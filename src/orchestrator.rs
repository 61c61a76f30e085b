//! Glues the four externalbuilder phases together: reads peer-supplied
//! descriptors via [`crate::metadata`], resolves language-specific
//! parameters via [`crate::platform`], stages a transfer subtree, submits
//! a pod, awaits its verdict, and copies results back.

use crate::cancel::Cancellation;
use crate::cluster::{ClusterClient, PodWatcher, Verdict};
use crate::config::K8sccConfig;
use crate::error::{InputError, WorkloadFailure};
use crate::fs::FileSystem;
use crate::guard::{PodGuard, StagingGuard};
use crate::metadata::{BuildInformation, ChaincodeMetadata, ChaincodeRunConfig};
use crate::platform;
use crate::podspec::{OwnerPod, WorkloadSpecBuilder};
use crate::staging::TransferStaging;
use anyhow::Context;
use std::path::Path;
use std::sync::Arc;

pub struct Orchestrator {
    config: K8sccConfig,
    hostname: String,
    fs: Arc<dyn FileSystem>,
    staging: Arc<TransferStaging>,
    cluster: Arc<dyn ClusterClient>,
}

impl Orchestrator {
    pub fn new(
        config: K8sccConfig,
        hostname: String,
        fs: Arc<dyn FileSystem>,
        cluster: Arc<dyn ClusterClient>,
    ) -> Self {
        let staging = Arc::new(TransferStaging::new(fs.clone()));
        Self {
            config,
            hostname,
            fs,
            staging,
            cluster,
        }
    }

    async fn owner_pod(&self) -> anyhow::Result<OwnerPod> {
        let pod = self
            .cluster
            .get_pod(&self.hostname)
            .await
            .context("looking up the owning peer pod")?;
        let uid = pod
            .metadata
            .uid
            .clone()
            .ok_or_else(|| anyhow::anyhow!("owner pod {} has no uid", self.hostname))?;
        Ok(OwnerPod {
            name: self.hostname.clone(),
            uid,
        })
    }

    pub fn detect(&self, md_dir: &Path) -> anyhow::Result<()> {
        let metadata = ChaincodeMetadata::read(md_dir).context("reading metadata.json")?;
        if !platform::is_supported(&metadata.language_tag) {
            return Err(InputError::UnsupportedPlatform(metadata.language_tag).into());
        }
        if self
            .config
            .image_for(&metadata.language_tag.to_lowercase())
            .is_none()
        {
            return Err(InputError::UnsupportedPlatform(metadata.language_tag).into());
        }
        Ok(())
    }

    pub async fn build(
        &self,
        src_dir: &Path,
        md_dir: &Path,
        out_dir: &Path,
        cancellation: Cancellation,
    ) -> anyhow::Result<()> {
        let metadata = ChaincodeMetadata::read(md_dir).context("reading metadata.json")?;
        let image = self
            .config
            .image_for(&metadata.language_tag.to_lowercase())
            .ok_or_else(|| InputError::UnsupportedPlatform(metadata.language_tag.clone()))?
            .to_string();

        let handle = self
            .staging
            .create(Path::new(&self.config.transfer_volume.path), &self.hostname)
            .context("creating staging directory")?;
        let staging_guard = StagingGuard::new(self.staging.clone(), handle);
        self.staging
            .populate_build(staging_guard.handle(), src_dir)
            .context("populating staging src/bld")?;

        let owner = self.owner_pod().await?;
        let pod = WorkloadSpecBuilder::builder_pod(
            &self.hostname,
            &self.config.namespace,
            &owner,
            &self.config.transfer_volume.claim,
            staging_guard.handle().transfer_prefix(),
            &image,
            &metadata,
            &self.config.builder.resources,
        )
        .context("building the builder pod spec")?;
        let pod_name = pod.metadata.name.clone().unwrap_or_default();

        self.cluster
            .create_pod(pod)
            .await
            .context("creating the builder pod")?;
        let pod_guard = PodGuard::new(self.cluster.clone(), pod_name.clone());

        let verdict = PodWatcher::await_verdict(self.cluster.as_ref(), &pod_name, cancellation)
            .await
            .context("watching the builder pod")?;
        pod_guard.dispose().await;

        match verdict {
            Verdict::Success => {
                self.staging
                    .harvest_build(staging_guard.handle(), src_dir, out_dir)
                    .context("harvesting build output")?;
                let info = BuildInformation {
                    image,
                    platform: metadata.language_tag.clone(),
                };
                let data = serde_json::to_vec_pretty(&info).context("serializing build info")?;
                self.fs
                    .write(&out_dir.join("k8scc_buildinfo.json"), &data)
                    .context("writing k8scc_buildinfo.json")?;
                staging_guard.dispose();
                Ok(())
            }
            Verdict::Failure(reason) => {
                staging_guard.dispose();
                Err(WorkloadFailure::Build {
                    pod: pod_name,
                    label: metadata.label,
                    reason,
                }
                .into())
            }
        }
    }

    pub fn release(&self, bld_dir: &Path, out_dir: &Path) -> anyhow::Result<()> {
        let meta_inf = bld_dir.join("META-INF");
        if self.fs.exists(&meta_inf) {
            self.fs
                .copy_tree(&meta_inf, &out_dir.join("META-INF"))
                .context("copying META-INF")?;
        }
        let statedb = bld_dir.join("statedb");
        if self.fs.exists(&statedb) {
            self.fs
                .copy_tree(&statedb, &out_dir.join("statedb"))
                .context("copying statedb")?;
        }
        Ok(())
    }

    pub async fn run(
        &self,
        out_dir: &Path,
        md_dir: &Path,
        cancellation: Cancellation,
    ) -> anyhow::Result<()> {
        let run_cfg = ChaincodeRunConfig::read(md_dir).context("reading chaincode.json")?;
        let info = BuildInformation::read(out_dir).context("reading k8scc_buildinfo.json")?;
        let run_cfg = run_cfg
            .with_build_information(&info)
            .context("validating build information")?;

        let handle = self
            .staging
            .create(Path::new(&self.config.transfer_volume.path), &self.hostname)
            .context("creating staging directory")?;
        let staging_guard = StagingGuard::new(self.staging.clone(), handle);
        self.staging
            .populate_run(staging_guard.handle(), out_dir, &run_cfg)
            .context("populating staging output/artifacts")?;

        let owner = self.owner_pod().await?;
        let pod = WorkloadSpecBuilder::launcher_pod(
            &self.hostname,
            &self.config.namespace,
            &owner,
            &self.config.transfer_volume.claim,
            staging_guard.handle().transfer_prefix(),
            &run_cfg,
            &self.config.launcher.resources,
        )
        .context("building the launcher pod spec")?;
        let pod_name = pod.metadata.name.clone().unwrap_or_default();

        self.cluster
            .create_pod(pod)
            .await
            .context("creating the launcher pod")?;
        let pod_guard = PodGuard::new(self.cluster.clone(), pod_name.clone());

        let verdict = PodWatcher::await_verdict(self.cluster.as_ref(), &pod_name, cancellation)
            .await
            .context("watching the launcher pod")?;
        pod_guard.dispose().await;
        staging_guard.dispose();

        match verdict {
            Verdict::Success => Ok(()),
            Verdict::Failure(reason) => Err(WorkloadFailure::Run {
                pod: pod_name,
                ccid: run_cfg.ccid,
                reason,
            }
            .into()),
        }
    }
}

#[cfg(test)]
mod tests {
    use super::*;
    use crate::cluster::ClusterClient;
    use crate::config::{PhaseConfig, TransferVolume};
    use crate::error::ClusterError;
    use crate::fs::MockFileSystem;
    use async_trait::async_trait;
    use k8s_openapi::api::core::v1::Pod;
    use k8s_openapi::apimachinery::pkg::apis::meta::v1::ObjectMeta;
    use mockall::mock;
    use std::collections::HashMap;

    mock! {
        pub Client {}

        #[async_trait]
        impl ClusterClient for Client {
            async fn get_pod(&self, name: &str) -> Result<Pod, ClusterError>;
            async fn create_pod(&self, pod: Pod) -> Result<Pod, ClusterError>;
            async fn delete_pod(&self, name: &str) -> Result<(), ClusterError>;
            async fn watch_until_terminal(&self, name: &str, cancel: Cancellation) -> Result<Verdict, ClusterError>;
            async fn stream_logs(&self, name: &str, cancel: Cancellation) -> Result<(), ClusterError>;
        }
    }

    fn owner_pod_response() -> Pod {
        Pod {
            metadata: ObjectMeta {
                name: Some("peer0".to_string()),
                uid: Some("11111111-2222-3333-4444-555555555555".to_string()),
                ..Default::default()
            },
            ..Default::default()
        }
    }

    fn config() -> K8sccConfig {
        K8sccConfig {
            images: HashMap::from([(
                "golang".to_string(),
                "example.com/golang-cc".to_string(),
            )]),
            transfer_volume: TransferVolume {
                path: "/vol".to_string(),
                claim: "k8scc-transfer".to_string(),
            },
            builder: PhaseConfig::default(),
            launcher: PhaseConfig::default(),
            namespace: "ns1".to_string(),
        }
    }

    #[test]
    fn detect_accepts_a_configured_supported_platform() {
        let fs = Arc::new(MockFileSystem::new());
        fs.add_file(
            "/md/metadata.json",
            br#"{"type":"golang","path":"p","label":"l"}"#,
        );
        let cluster: Arc<dyn ClusterClient> = Arc::new(MockClient::new());
        let orchestrator = Orchestrator::new(config(), "peer0".to_string(), fs, cluster);
        assert!(orchestrator.detect(Path::new("/md")).is_ok());
    }

    #[test]
    fn detect_rejects_an_unconfigured_platform() {
        let fs = Arc::new(MockFileSystem::new());
        fs.add_file(
            "/md/metadata.json",
            br#"{"type":"rust","path":"p","label":"l"}"#,
        );
        let cluster: Arc<dyn ClusterClient> = Arc::new(MockClient::new());
        let orchestrator = Orchestrator::new(config(), "peer0".to_string(), fs, cluster);
        assert!(orchestrator.detect(Path::new("/md")).is_err());
    }

    #[tokio::test]
    async fn build_happy_path_writes_buildinfo_and_disposes_staging() {
        let fs = Arc::new(MockFileSystem::new());
        fs.add_file(
            "/md/metadata.json",
            br#"{"type":"golang","path":"p","label":"l"}"#,
        );
        fs.add_file("/src/main.go", b"package main");

        let mut mock = MockClient::new();
        mock.expect_get_pod()
            .returning(|_| Box::pin(async { Ok(owner_pod_response()) }));
        mock.expect_create_pod()
            .returning(|pod| Box::pin(async { Ok(pod) }));
        mock.expect_watch_until_terminal()
            .returning(|_, _| Box::pin(async { Ok(Verdict::Success) }));
        mock.expect_stream_logs()
            .returning(|_, _| Box::pin(async { Ok(()) }));
        mock.expect_delete_pod()
            .returning(|_| Box::pin(async { Ok(()) }));

        let cluster: Arc<dyn ClusterClient> = Arc::new(mock);
        let orchestrator = Orchestrator::new(config(), "peer0".to_string(), fs.clone(), cluster);

        let (_handle, cancellation) = Cancellation::new();
        orchestrator
            .build(
                Path::new("/src"),
                Path::new("/md"),
                Path::new("/out"),
                cancellation,
            )
            .await
            .unwrap();

        let info: BuildInformation =
            serde_json::from_slice(&fs.contents("/out/k8scc_buildinfo.json").unwrap()).unwrap();
        assert_eq!(info.image, "example.com/golang-cc");
        assert_eq!(info.platform, "golang");
    }

    #[tokio::test]
    async fn build_failure_surfaces_workload_failure() {
        let fs = Arc::new(MockFileSystem::new());
        fs.add_file(
            "/md/metadata.json",
            br#"{"type":"golang","path":"p","label":"l"}"#,
        );

        let mut mock = MockClient::new();
        mock.expect_get_pod()
            .returning(|_| Box::pin(async { Ok(owner_pod_response()) }));
        mock.expect_create_pod()
            .returning(|pod| Box::pin(async { Ok(pod) }));
        mock.expect_watch_until_terminal()
            .returning(|_, _| Box::pin(async { Ok(Verdict::Failure("pod phase Failed".to_string())) }));
        mock.expect_stream_logs()
            .returning(|_, _| Box::pin(async { Ok(()) }));
        mock.expect_delete_pod()
            .returning(|_| Box::pin(async { Ok(()) }));

        let cluster: Arc<dyn ClusterClient> = Arc::new(mock);
        let orchestrator = Orchestrator::new(config(), "peer0".to_string(), fs, cluster);

        let (_handle, cancellation) = Cancellation::new();
        let err = orchestrator
            .build(
                Path::new("/src"),
                Path::new("/md"),
                Path::new("/out"),
                cancellation,
            )
            .await
            .unwrap_err();
        assert!(err.to_string().contains("pod phase Failed") || format!("{err:?}").contains("Failed"));
    }

    #[test]
    fn release_combines_meta_inf_and_statedb() {
        let fs = Arc::new(MockFileSystem::new());
        fs.add_file("/bld/META-INF/statedb/couchdb/index.json", b"{}");
        fs.add_file("/bld/statedb/couchdb/state.json", b"{}");
        let cluster: Arc<dyn ClusterClient> = Arc::new(MockClient::new());
        let orchestrator = Orchestrator::new(config(), "peer0".to_string(), fs.clone(), cluster);

        orchestrator
            .release(Path::new("/bld"), Path::new("/out"))
            .unwrap();

        assert!(fs
            .contents("/out/META-INF/statedb/couchdb/index.json")
            .is_some());
        assert!(fs.contents("/out/statedb/couchdb/state.json").is_some());
    }

    #[tokio::test]
    async fn run_rejects_missing_buildinfo() {
        let fs = Arc::new(MockFileSystem::new());
        fs.add_file(
            "/md/chaincode.json",
            br#"{"chaincode_id":"my_cc:0123456789abcdef","peer_address":"peer0:7052","mspid":"Org1MSP"}"#,
        );
        let cluster: Arc<dyn ClusterClient> = Arc::new(MockClient::new());
        let orchestrator = Orchestrator::new(config(), "peer0".to_string(), fs, cluster);

        let (_handle, cancellation) = Cancellation::new();
        let result = orchestrator
            .run(Path::new("/out"), Path::new("/md"), cancellation)
            .await;
        assert!(result.is_err());
    }
}
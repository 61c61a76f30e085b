use k8scc::config::K8sccConfig;
use std::io::Write;
use tempfile::NamedTempFile;

fn write_yaml(contents: &str) -> NamedTempFile {
    let mut file = NamedTempFile::new().unwrap();
    file.write_all(contents.as_bytes()).unwrap();
    file
}

#[test]
fn malformed_yaml_is_a_config_error_not_a_panic() {
    let file = write_yaml("images: [this, is, not, a, map]");
    let data = std::fs::read_to_string(file.path()).unwrap();
    let parsed: Result<K8sccConfig, _> = serde_yaml::from_str(&data);
    assert!(parsed.is_err());
}

#[test]
fn well_formed_document_parses_and_validates() {
    let file = write_yaml(
        r#"
images:
  golang: "example.com/golang-cc:latest"
  java: "example.com/java-cc:latest"
transfer_volume:
  path: /var/lib/k8scc
  claim: k8scc-transfer
builder:
  resources:
    memory_limit: "256Mi"
    cpu_limit: ""
launcher:
  resources:
    memory_limit: "512Mi"
    cpu_limit: "1"
"#,
    );
    let data = std::fs::read_to_string(file.path()).unwrap();
    let cfg: K8sccConfig = serde_yaml::from_str(&data).unwrap();
    assert!(cfg.validate().is_ok());
    assert_eq!(cfg.image_for("golang"), Some("example.com/golang-cc:latest"));
    assert_eq!(cfg.image_for("rust"), None);
}
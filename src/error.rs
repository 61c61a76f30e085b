use thiserror::Error;

#[derive(Debug, Error)]
pub enum ConfigError {
    #[error("reading configuration file {path}: {source}")]
    Read {
        path: String,
        #[source]
        source: std::io::Error,
    },
    #[error("parsing configuration: {0}")]
    Parse(#[from] serde_yaml::Error),
    #[error("reading namespace file {path}: {source}")]
    Namespace {
        path: String,
        #[source]
        source: std::io::Error,
    },
    #[error("transfer_volume.path must not be empty")]
    EmptyTransferPath,
    #[error("invalid resource quantity {value:?} for {field}: {reason}")]
    InvalidQuantity {
        field: String,
        value: String,
        reason: String,
    },
}

#[derive(Debug, Error)]
pub enum InputError {
    #[error("reading {what} at {path}: {source}")]
    Read {
        what: String,
        path: String,
        #[source]
        source: std::io::Error,
    },
    #[error("parsing {what}: {source}")]
    Parse {
        what: String,
        #[source]
        source: serde_json::Error,
    },
    #[error("chaincode id {0:?} is not of the form name:hash")]
    MalformedCcid(String),
    #[error("chaincode id hash {0:?} is shorter than 8 hex characters")]
    ShortCcidHash(String),
    #[error("language {0:?} is not a supported platform")]
    UnsupportedPlatform(String),
    #[error("build information at {path} is missing a non-empty image")]
    MissingImage { path: String },
}

#[derive(Debug, Error)]
pub enum StagingError {
    #[error("creating staging directory {path}: {source}")]
    Create {
        path: String,
        #[source]
        source: std::io::Error,
    },
    #[error("copying {from} to {to}: {source}")]
    Copy {
        from: String,
        to: String,
        #[source]
        source: std::io::Error,
    },
    #[error("writing {path}: {source}")]
    Write {
        path: String,
        #[source]
        source: std::io::Error,
    },
}

#[derive(Debug, Error)]
pub enum ClusterError {
    #[error("creating pod {name}: {source}")]
    Create {
        name: String,
        #[source]
        source: kube::Error,
    },
    #[error("watching pod {name}: {source}")]
    Watch {
        name: String,
        #[source]
        source: kube::runtime::watcher::Error,
    },
    #[error("deleting pod {name}: {source}")]
    Delete {
        name: String,
        #[source]
        source: kube::Error,
    },
    #[error("fetching owner pod {name}: {source}")]
    OwnerLookup {
        name: String,
        #[source]
        source: kube::Error,
    },
    #[error("streaming logs for pod {name}: {source}")]
    Logs {
        name: String,
        #[source]
        source: kube::Error,
    },
    #[error("constructing kubernetes client: {0}")]
    ClientInit(#[source] kube::Error),
    #[error("{0}")]
    Other(String),
}

#[derive(Debug, Error)]
pub enum WorkloadFailure {
    #[error("pod {pod} (chaincode {label:?}) did not succeed: {reason}")]
    Build {
        pod: String,
        label: String,
        reason: String,
    },
    #[error("pod {pod} (ccid {ccid:?}) did not succeed: {reason}")]
    Run {
        pod: String,
        ccid: String,
        reason: String,
    },
    #[error("cancelled")]
    Cancelled,
}

#[derive(Debug, Error)]
pub enum CleanupError {
    #[error("removing staging directory {path}: {source}")]
    Staging {
        path: String,
        #[source]
        source: std::io::Error,
    },
    #[error("deleting pod {name}: {source}")]
    Pod {
        name: String,
        #[source]
        source: kube::Error,
    },
}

────

Aim of the task - Search the listing above for lines containing "Success", and copy them.

Exercise response -
            Verdict::Success => {
            Verdict::Success => Ok(()),
            .returning(|_, _| Box::pin(async { Ok(Verdict::Success) }));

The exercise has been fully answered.